WHAT NEEDS TO BE DONE: Give back exactly the lines of the data below, starting with the line that has "max_message_size: 64 *" and going on through the line that has "an in-process channel.".

DATA SECTION:
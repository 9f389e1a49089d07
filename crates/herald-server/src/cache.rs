//! Key/value cache with TTLs.
//!
//! [`CacheService`] is the typed front end; a [`CacheBackend`] stores raw
//! JSON strings. Backend failures never reach callers: reads degrade to a
//! miss and writes to a no-op, with a warning logged.

use std::future::Future;
use std::sync::Arc;
use std::time::{Duration, Instant};

use async_trait::async_trait;
use dashmap::DashMap;
use globset::{Glob, GlobMatcher};
use redis::AsyncCommands;
use redis::aio::ConnectionManager;
use serde::Serialize;
use serde::de::DeserializeOwned;
use thiserror::Error;
use tracing::{debug, warn};

/// Default TTL when the caller passes none.
pub const DEFAULT_TTL: Duration = Duration::from_secs(3600);

/// Errors raised by cache backends.
#[derive(Debug, Error)]
pub enum CacheError {
    /// Redis command or connection failure.
    #[error("redis error: {0}")]
    Redis(#[from] redis::RedisError),
    /// Value could not be (de)serialized.
    #[error("serialization error: {0}")]
    Serialization(#[from] serde_json::Error),
    /// Key pattern is not a valid glob.
    #[error("invalid key pattern: {0}")]
    Pattern(#[from] globset::Error),
}

/// Raw string storage with expiry.
#[async_trait]
pub trait CacheBackend: Send + Sync {
    /// Fetch the raw value for `key`.
    async fn get_raw(&self, key: &str) -> Result<Option<String>, CacheError>;
    /// Store `value` under `key` for `ttl`.
    async fn set_raw(&self, key: &str, value: String, ttl: Duration) -> Result<(), CacheError>;
    /// Remove `key`.
    async fn delete(&self, key: &str) -> Result<(), CacheError>;
    /// Remove every key matching the glob `pattern`, returning how many.
    async fn clear_by_pattern(&self, pattern: &str) -> Result<usize, CacheError>;
}

// ─────────────────────────────────────────────────────────────────────────────
// Redis backend
// ─────────────────────────────────────────────────────────────────────────────

/// Redis-backed cache using a reconnecting connection manager.
#[derive(Clone)]
pub struct RedisCacheBackend {
    manager: ConnectionManager,
}

impl RedisCacheBackend {
    /// Connect to Redis.
    pub async fn connect(client: redis::Client) -> Result<Self, CacheError> {
        let manager = ConnectionManager::new(client).await?;
        Ok(Self { manager })
    }
}

#[async_trait]
impl CacheBackend for RedisCacheBackend {
    async fn get_raw(&self, key: &str) -> Result<Option<String>, CacheError> {
        let mut conn = self.manager.clone();
        Ok(conn.get(key).await?)
    }

    async fn set_raw(&self, key: &str, value: String, ttl: Duration) -> Result<(), CacheError> {
        let mut conn = self.manager.clone();
        conn.set_ex::<_, _, ()>(key, value, ttl.as_secs().max(1))
            .await?;
        Ok(())
    }

    async fn delete(&self, key: &str) -> Result<(), CacheError> {
        let mut conn = self.manager.clone();
        conn.del::<_, ()>(key).await?;
        Ok(())
    }

    async fn clear_by_pattern(&self, pattern: &str) -> Result<usize, CacheError> {
        let mut conn = self.manager.clone();
        let keys: Vec<String> = redis::cmd("KEYS")
            .arg(pattern)
            .query_async(&mut conn)
            .await?;
        if !keys.is_empty() {
            conn.del::<_, ()>(&keys).await?;
        }
        Ok(keys.len())
    }
}

// ─────────────────────────────────────────────────────────────────────────────
// In-memory backend
// ─────────────────────────────────────────────────────────────────────────────

/// Process-local cache for tests and single-process deployments.
#[derive(Default)]
pub struct MemoryCacheBackend {
    entries: DashMap<String, (String, Instant)>,
}

impl MemoryCacheBackend {
    /// Create an empty cache.
    pub fn new() -> Self {
        Self::default()
    }

    /// Live (unexpired) entry count.
    pub fn len(&self) -> usize {
        let now = Instant::now();
        self.entries.iter().filter(|e| e.value().1 > now).count()
    }

    /// Whether no live entries remain.
    pub fn is_empty(&self) -> bool {
        self.len() == 0
    }
}

fn glob_matcher(pattern: &str) -> Result<GlobMatcher, CacheError> {
    Ok(Glob::new(pattern)?.compile_matcher())
}

#[async_trait]
impl CacheBackend for MemoryCacheBackend {
    async fn get_raw(&self, key: &str) -> Result<Option<String>, CacheError> {
        let now = Instant::now();
        let hit = self
            .entries
            .get(key)
            .filter(|e| e.value().1 > now)
            .map(|e| e.value().0.clone());
        if hit.is_none() {
            let _ = self.entries.remove_if(key, |_, (_, expires)| *expires <= now);
        }
        Ok(hit)
    }

    async fn set_raw(&self, key: &str, value: String, ttl: Duration) -> Result<(), CacheError> {
        let _ = self
            .entries
            .insert(key.to_string(), (value, Instant::now() + ttl));
        Ok(())
    }

    async fn delete(&self, key: &str) -> Result<(), CacheError> {
        let _ = self.entries.remove(key);
        Ok(())
    }

    async fn clear_by_pattern(&self, pattern: &str) -> Result<usize, CacheError> {
        let matcher = glob_matcher(pattern)?;
        let before = self.entries.len();
        self.entries.retain(|key, _| !matcher.is_match(key));
        Ok(before - self.entries.len())
    }
}

// ─────────────────────────────────────────────────────────────────────────────
// Typed service
// ─────────────────────────────────────────────────────────────────────────────

/// Typed JSON cache over a [`CacheBackend`].
#[derive(Clone)]
pub struct CacheService {
    backend: Arc<dyn CacheBackend>,
    default_ttl: Duration,
}

impl CacheService {
    /// Create a service with the given default TTL.
    pub fn new(backend: Arc<dyn CacheBackend>, default_ttl: Duration) -> Self {
        Self {
            backend,
            default_ttl,
        }
    }

    /// In-memory service with [`DEFAULT_TTL`].
    pub fn in_memory() -> Self {
        Self::new(Arc::new(MemoryCacheBackend::new()), DEFAULT_TTL)
    }

    /// Read and decode `key`. Errors are logged and read as a miss.
    pub async fn get<T: DeserializeOwned>(&self, key: &str) -> Option<T> {
        match self.backend.get_raw(key).await {
            Ok(Some(raw)) => match serde_json::from_str(&raw) {
                Ok(value) => {
                    debug!(key, "cache hit");
                    Some(value)
                }
                Err(e) => {
                    warn!(key, error = %e, "cache value failed to decode");
                    None
                }
            },
            Ok(None) => {
                debug!(key, "cache miss");
                None
            }
            Err(e) => {
                warn!(key, error = %e, "cache get failed");
                None
            }
        }
    }

    /// Encode and store `value`; `ttl` defaults to the service default.
    pub async fn set<T: Serialize + ?Sized>(&self, key: &str, value: &T, ttl: Option<Duration>) {
        let raw = match serde_json::to_string(value) {
            Ok(raw) => raw,
            Err(e) => {
                warn!(key, error = %e, "cache value failed to encode");
                return;
            }
        };
        let ttl = ttl.unwrap_or(self.default_ttl);
        if let Err(e) = self.backend.set_raw(key, raw, ttl).await {
            warn!(key, error = %e, "cache set failed");
        }
    }

    /// Remove `key`.
    pub async fn delete(&self, key: &str) {
        if let Err(e) = self.backend.delete(key).await {
            warn!(key, error = %e, "cache delete failed");
        }
    }

    /// Return the cached value or compute, store and return it.
    ///
    /// Errors from `fetch` propagate and nothing is stored.
    pub async fn get_or_set<T, E, F, Fut>(
        &self,
        key: &str,
        ttl: Option<Duration>,
        fetch: F,
    ) -> Result<T, E>
    where
        T: Serialize + DeserializeOwned,
        F: FnOnce() -> Fut,
        Fut: Future<Output = Result<T, E>>,
    {
        if let Some(hit) = self.get(key).await {
            return Ok(hit);
        }
        let value = fetch().await?;
        self.set(key, &value, ttl).await;
        Ok(value)
    }

    /// Remove every key matching `pattern`. Returns 0 on failure.
    pub async fn clear_by_pattern(&self, pattern: &str) -> usize {
        match self.backend.clear_by_pattern(pattern).await {
            Ok(removed) => removed,
            Err(e) => {
                warn!(pattern, error = %e, "cache clear failed");
                0
            }
        }
    }
}
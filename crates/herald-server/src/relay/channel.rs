//! Shared publish/subscribe channel abstraction.

use async_trait::async_trait;
use futures::stream::BoxStream;
use thiserror::Error;

/// Stream of raw payloads received on a subscribed topic.
///
/// The stream ends when the subscription drops.
pub type MessageStream = BoxStream<'static, String>;

/// Broadcast channel failures.
#[derive(Debug, Error)]
pub enum ChannelError {
    /// Redis command or connection failure.
    #[error("redis error: {0}")]
    Redis(#[from] redis::RedisError),
    /// The channel cannot be reached.
    #[error("channel unavailable: {0}")]
    Unavailable(String),
}

/// Fan-out channel shared by every process. No replay: a subscriber only
/// sees messages published while it is subscribed.
#[async_trait]
pub trait BroadcastChannel: Send + Sync {
    /// Publish `payload` to every current subscriber of `topic`.
    async fn publish(&self, topic: &str, payload: String) -> Result<(), ChannelError>;

    /// Subscribe to `topic`. Resolves once the subscription is active.
    async fn subscribe(&self, topic: &str) -> Result<MessageStream, ChannelError>;
}
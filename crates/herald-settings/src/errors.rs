//! Settings error types.

use thiserror::Error;

/// Errors that can occur when loading or parsing settings.
#[derive(Debug, Error)]
pub enum SettingsError {
    /// Failed to read the settings file from disk.
    #[error("failed to read settings file: {0}")]
    Io(#[from] std::io::Error),
    /// Failed to parse JSON in the settings file.
    #[error("failed to parse settings JSON: {0}")]
    Json(#[from] serde_json::Error),
    /// A value passed validation at the JSON layer but is unusable.
    #[error("invalid settings value: {0}")]
    InvalidValue(String),
}

/// Result type for settings operations.
pub type Result<T> = std::result::Result<T, SettingsError>;
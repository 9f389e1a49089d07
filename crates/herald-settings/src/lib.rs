//! # herald-settings
//!
//! Layered configuration for Herald.
//!
//! Settings are loaded from three layers (in priority order):
//! 1. **Compiled defaults**: [`HeraldSettings::default()`]
//! 2. **Settings file**: `~/.herald/settings.json` or `$HERALD_SETTINGS`
//!    (deep-merged over defaults)
//! 3. **Environment variables**: `HERALD_*`, `REDIS_URL`, `DATABASE_URL`,
//!    `DB_*` overrides (highest priority)

#![deny(unsafe_code)]

pub mod errors;
pub mod loader;
pub mod types;

pub use errors::{Result, SettingsError};
pub use loader::{deep_merge, load_settings, load_settings_from_path, settings_path};
pub use types::*;
//! # herald-core
//!
//! Shared vocabulary for the Herald crates:
//!
//! - **IDs**: [`UserId`] (numeric, validated) and [`ConnectionId`]
//! - **Retry**: [`RetryConfig`] and [`Backoff`] for publish retries and resubscription
//! - **Logging**: [`logging::init_subscriber`] for the `tracing` subscriber

#![deny(unsafe_code)]

pub mod ids;
pub mod logging;
pub mod retry;

pub use ids::{ConnectionId, InvalidUserId, UserId};
pub use logging::LogFormat;
pub use retry::{Backoff, RetryConfig};
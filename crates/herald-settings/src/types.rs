//! Settings sections.
//!
//! Every struct uses `#[serde(default)]` so a partial JSON file only needs
//! the keys it changes.

use herald_core::{LogFormat, RetryConfig};
use serde::{Deserialize, Serialize};

/// Root settings object.
#[derive(Clone, Debug, Default, Serialize, Deserialize)]
#[serde(rename_all = "camelCase", default)]
pub struct HeraldSettings {
    /// HTTP / WebSocket listener.
    pub server: ServerSettings,
    /// Heartbeat probing.
    pub liveness: LivenessSettings,
    /// Cross-process fan-out.
    pub relay: RelaySettings,
    /// Identity store connection.
    pub database: DatabaseSettings,
    /// Key/value cache.
    pub cache: CacheSettings,
    /// Log output.
    pub logging: LoggingSettings,
}

/// Listener settings.
#[derive(Clone, Debug, Serialize, Deserialize)]
#[serde(rename_all = "camelCase", default)]
pub struct ServerSettings {
    /// Bind address.
    pub host: String,
    /// Bind port.
    pub port: u16,
    /// Outbound frames buffered per connection before frames are dropped.
    pub send_queue_capacity: usize,
    /// Largest inbound WebSocket message accepted, in bytes.
    pub max_message_size: usize,
    /// Grace period for in-flight work on shutdown, in seconds.
    pub shutdown_timeout_secs: u64,
}

impl Default for ServerSettings {
    fn default() -> Self {
        Self {
            host: "0.0.0.0".to_string(),
            port: 8080,
            send_queue_capacity: 256,
            max_message_size: 64 * 1024,
            shutdown_timeout_secs: 10,
        }
    }
}

/// Liveness monitor settings.
#[derive(Clone, Debug, Serialize, Deserialize)]
#[serde(rename_all = "camelCase", default)]
pub struct LivenessSettings {
    /// Seconds between probe cycles.
    pub probe_interval_secs: u64,
}

impl Default for LivenessSettings {
    fn default() -> Self {
        Self {
            probe_interval_secs: 30,
        }
    }
}

/// Relay settings.
#[derive(Clone, Debug, Serialize, Deserialize)]
#[serde(rename_all = "camelCase", default)]
pub struct RelaySettings {
    /// Shared broadcast channel name.
    pub channel: String,
    /// Redis URL. When unset the relay runs on an in-process channel.
    #[serde(skip_serializing_if = "Option::is_none")]
    pub redis_url: Option<String>,
    /// Messages buffered between `publish` and the publisher task.
    pub outbox_capacity: usize,
    /// Retry policy for a single publish.
    pub publish_retry: RetryConfig,
    /// Backoff between resubscription attempts.
    pub resubscribe: RetryConfig,
}

impl Default for RelaySettings {
    fn default() -> Self {
        Self {
            channel: "notification-channel".to_string(),
            redis_url: None,
            outbox_capacity: 1024,
            publish_retry: RetryConfig::default(),
            resubscribe: RetryConfig {
                max_attempts: 0,
                base_delay_ms: 500,
                max_delay_ms: 30_000,
                jitter_factor: 0.2,
            },
        }
    }
}

/// Identity store settings.
#[derive(Clone, Debug, Serialize, Deserialize)]
#[serde(rename_all = "camelCase", default)]
pub struct DatabaseSettings {
    /// Postgres URL. When unset the gateway uses an in-memory store.
    #[serde(skip_serializing_if = "Option::is_none")]
    pub url: Option<String>,
    /// Connections kept open while idle.
    pub pool_size: u32,
    /// Upper bound on open connections.
    pub max_connections: u32,
    /// Seconds to wait for a pooled connection.
    pub acquire_timeout_secs: u64,
}

impl Default for DatabaseSettings {
    fn default() -> Self {
        Self {
            url: None,
            pool_size: 10,
            max_connections: 50,
            acquire_timeout_secs: 5,
        }
    }
}

/// Cache settings.
#[derive(Clone, Debug, Serialize, Deserialize)]
#[serde(rename_all = "camelCase", default)]
pub struct CacheSettings {
    /// Cache identity lookups.
    pub enabled: bool,
    /// TTL applied when a caller does not pass one.
    pub default_ttl_secs: u64,
    /// TTL for cached user records.
    pub user_ttl_secs: u64,
}

impl Default for CacheSettings {
    fn default() -> Self {
        Self {
            enabled: true,
            default_ttl_secs: 3600,
            user_ttl_secs: 300,
        }
    }
}

/// Logging settings.
#[derive(Clone, Debug, Serialize, Deserialize)]
#[serde(rename_all = "camelCase", default)]
pub struct LoggingSettings {
    /// Default filter directive when `RUST_LOG` is unset.
    pub level: String,
    /// Output format.
    pub format: LogFormat,
}

impl Default for LoggingSettings {
    fn default() -> Self {
        Self {
            level: "info".to_string(),
            format: LogFormat::Compact,
        }
    }
}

WRITTEN SOLUTION:
            max_message_size: 64 * 1024,
            shutdown_timeout_secs: 10,
        }
    }
}

/// Liveness monitor settings.
#[derive(Clone, Debug, Serialize, Deserialize)]
#[serde(rename_all = "camelCase", default)]
pub struct LivenessSettings {
    /// Seconds between probe cycles.
    pub probe_interval_secs: u64,
}

impl Default for LivenessSettings {
    fn default() -> Self {
        Self {
            probe_interval_secs: 30,
        }
    }
}

/// Relay settings.
#[derive(Clone, Debug, Serialize, Deserialize)]
#[serde(rename_all = "camelCase", default)]
pub struct RelaySettings {
    /// Shared broadcast channel name.
    pub channel: String,
    /// Redis URL. When unset the relay runs on an in-process channel.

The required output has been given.